* _RECORDS SHOWN_

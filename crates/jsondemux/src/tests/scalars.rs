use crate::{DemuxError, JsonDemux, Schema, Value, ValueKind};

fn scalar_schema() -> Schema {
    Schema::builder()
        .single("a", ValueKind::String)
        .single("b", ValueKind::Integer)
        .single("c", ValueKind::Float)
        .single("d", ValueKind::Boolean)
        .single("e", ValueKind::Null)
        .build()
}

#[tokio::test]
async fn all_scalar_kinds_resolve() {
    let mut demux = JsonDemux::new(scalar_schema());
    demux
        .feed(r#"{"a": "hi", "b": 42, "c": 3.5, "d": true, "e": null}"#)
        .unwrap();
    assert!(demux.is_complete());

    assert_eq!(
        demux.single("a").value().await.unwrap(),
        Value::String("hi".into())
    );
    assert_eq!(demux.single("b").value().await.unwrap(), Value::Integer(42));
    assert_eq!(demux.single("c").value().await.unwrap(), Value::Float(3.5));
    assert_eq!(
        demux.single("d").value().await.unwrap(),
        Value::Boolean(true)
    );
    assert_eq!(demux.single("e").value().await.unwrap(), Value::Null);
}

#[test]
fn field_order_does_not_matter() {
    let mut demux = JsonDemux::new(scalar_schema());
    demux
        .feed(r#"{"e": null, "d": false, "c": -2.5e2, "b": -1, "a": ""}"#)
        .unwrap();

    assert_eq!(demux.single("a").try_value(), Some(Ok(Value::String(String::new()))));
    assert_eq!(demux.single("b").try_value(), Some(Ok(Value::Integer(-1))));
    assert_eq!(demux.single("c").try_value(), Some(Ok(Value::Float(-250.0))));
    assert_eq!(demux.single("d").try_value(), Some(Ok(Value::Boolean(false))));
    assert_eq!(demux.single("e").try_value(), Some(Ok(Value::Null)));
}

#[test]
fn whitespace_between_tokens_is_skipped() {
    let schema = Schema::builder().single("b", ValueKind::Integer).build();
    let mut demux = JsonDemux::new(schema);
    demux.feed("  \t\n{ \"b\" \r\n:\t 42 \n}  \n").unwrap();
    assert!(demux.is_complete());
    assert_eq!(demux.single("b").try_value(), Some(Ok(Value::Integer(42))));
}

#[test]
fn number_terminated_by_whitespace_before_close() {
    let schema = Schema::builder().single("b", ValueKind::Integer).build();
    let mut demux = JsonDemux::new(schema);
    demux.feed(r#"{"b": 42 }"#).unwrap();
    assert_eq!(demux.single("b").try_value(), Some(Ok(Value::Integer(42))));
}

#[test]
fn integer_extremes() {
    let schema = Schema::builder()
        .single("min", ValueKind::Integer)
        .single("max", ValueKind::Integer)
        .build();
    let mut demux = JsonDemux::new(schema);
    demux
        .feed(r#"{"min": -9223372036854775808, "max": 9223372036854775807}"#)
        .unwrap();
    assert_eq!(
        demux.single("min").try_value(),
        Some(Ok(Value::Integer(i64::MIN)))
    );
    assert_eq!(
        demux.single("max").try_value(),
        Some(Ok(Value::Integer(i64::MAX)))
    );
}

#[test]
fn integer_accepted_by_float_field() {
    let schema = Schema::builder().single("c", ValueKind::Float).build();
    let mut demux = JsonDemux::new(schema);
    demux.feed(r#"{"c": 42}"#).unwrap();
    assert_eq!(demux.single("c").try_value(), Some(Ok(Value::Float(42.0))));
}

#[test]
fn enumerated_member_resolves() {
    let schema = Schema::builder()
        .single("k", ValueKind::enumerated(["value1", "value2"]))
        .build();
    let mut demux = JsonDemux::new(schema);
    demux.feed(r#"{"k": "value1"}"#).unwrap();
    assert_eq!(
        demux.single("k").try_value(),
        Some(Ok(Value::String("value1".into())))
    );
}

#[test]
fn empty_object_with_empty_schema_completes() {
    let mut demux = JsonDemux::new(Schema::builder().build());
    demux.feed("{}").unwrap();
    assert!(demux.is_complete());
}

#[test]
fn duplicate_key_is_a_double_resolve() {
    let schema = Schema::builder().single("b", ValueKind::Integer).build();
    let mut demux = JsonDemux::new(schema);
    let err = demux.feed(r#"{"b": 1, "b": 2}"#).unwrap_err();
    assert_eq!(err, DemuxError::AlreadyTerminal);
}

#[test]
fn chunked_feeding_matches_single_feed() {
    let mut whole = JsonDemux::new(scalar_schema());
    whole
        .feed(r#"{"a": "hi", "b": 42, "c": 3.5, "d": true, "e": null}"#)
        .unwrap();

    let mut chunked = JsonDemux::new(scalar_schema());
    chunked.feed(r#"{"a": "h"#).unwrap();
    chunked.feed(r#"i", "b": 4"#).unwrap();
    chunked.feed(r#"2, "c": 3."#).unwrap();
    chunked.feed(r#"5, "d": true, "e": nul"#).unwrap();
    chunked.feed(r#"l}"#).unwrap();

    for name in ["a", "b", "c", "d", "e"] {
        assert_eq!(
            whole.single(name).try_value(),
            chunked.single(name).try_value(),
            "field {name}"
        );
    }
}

* _AIM OF THE TASK_
Across all of the records above, how many lines include the string "false"? Answer with one number only.

* _WRITTEN RESPONSE_
2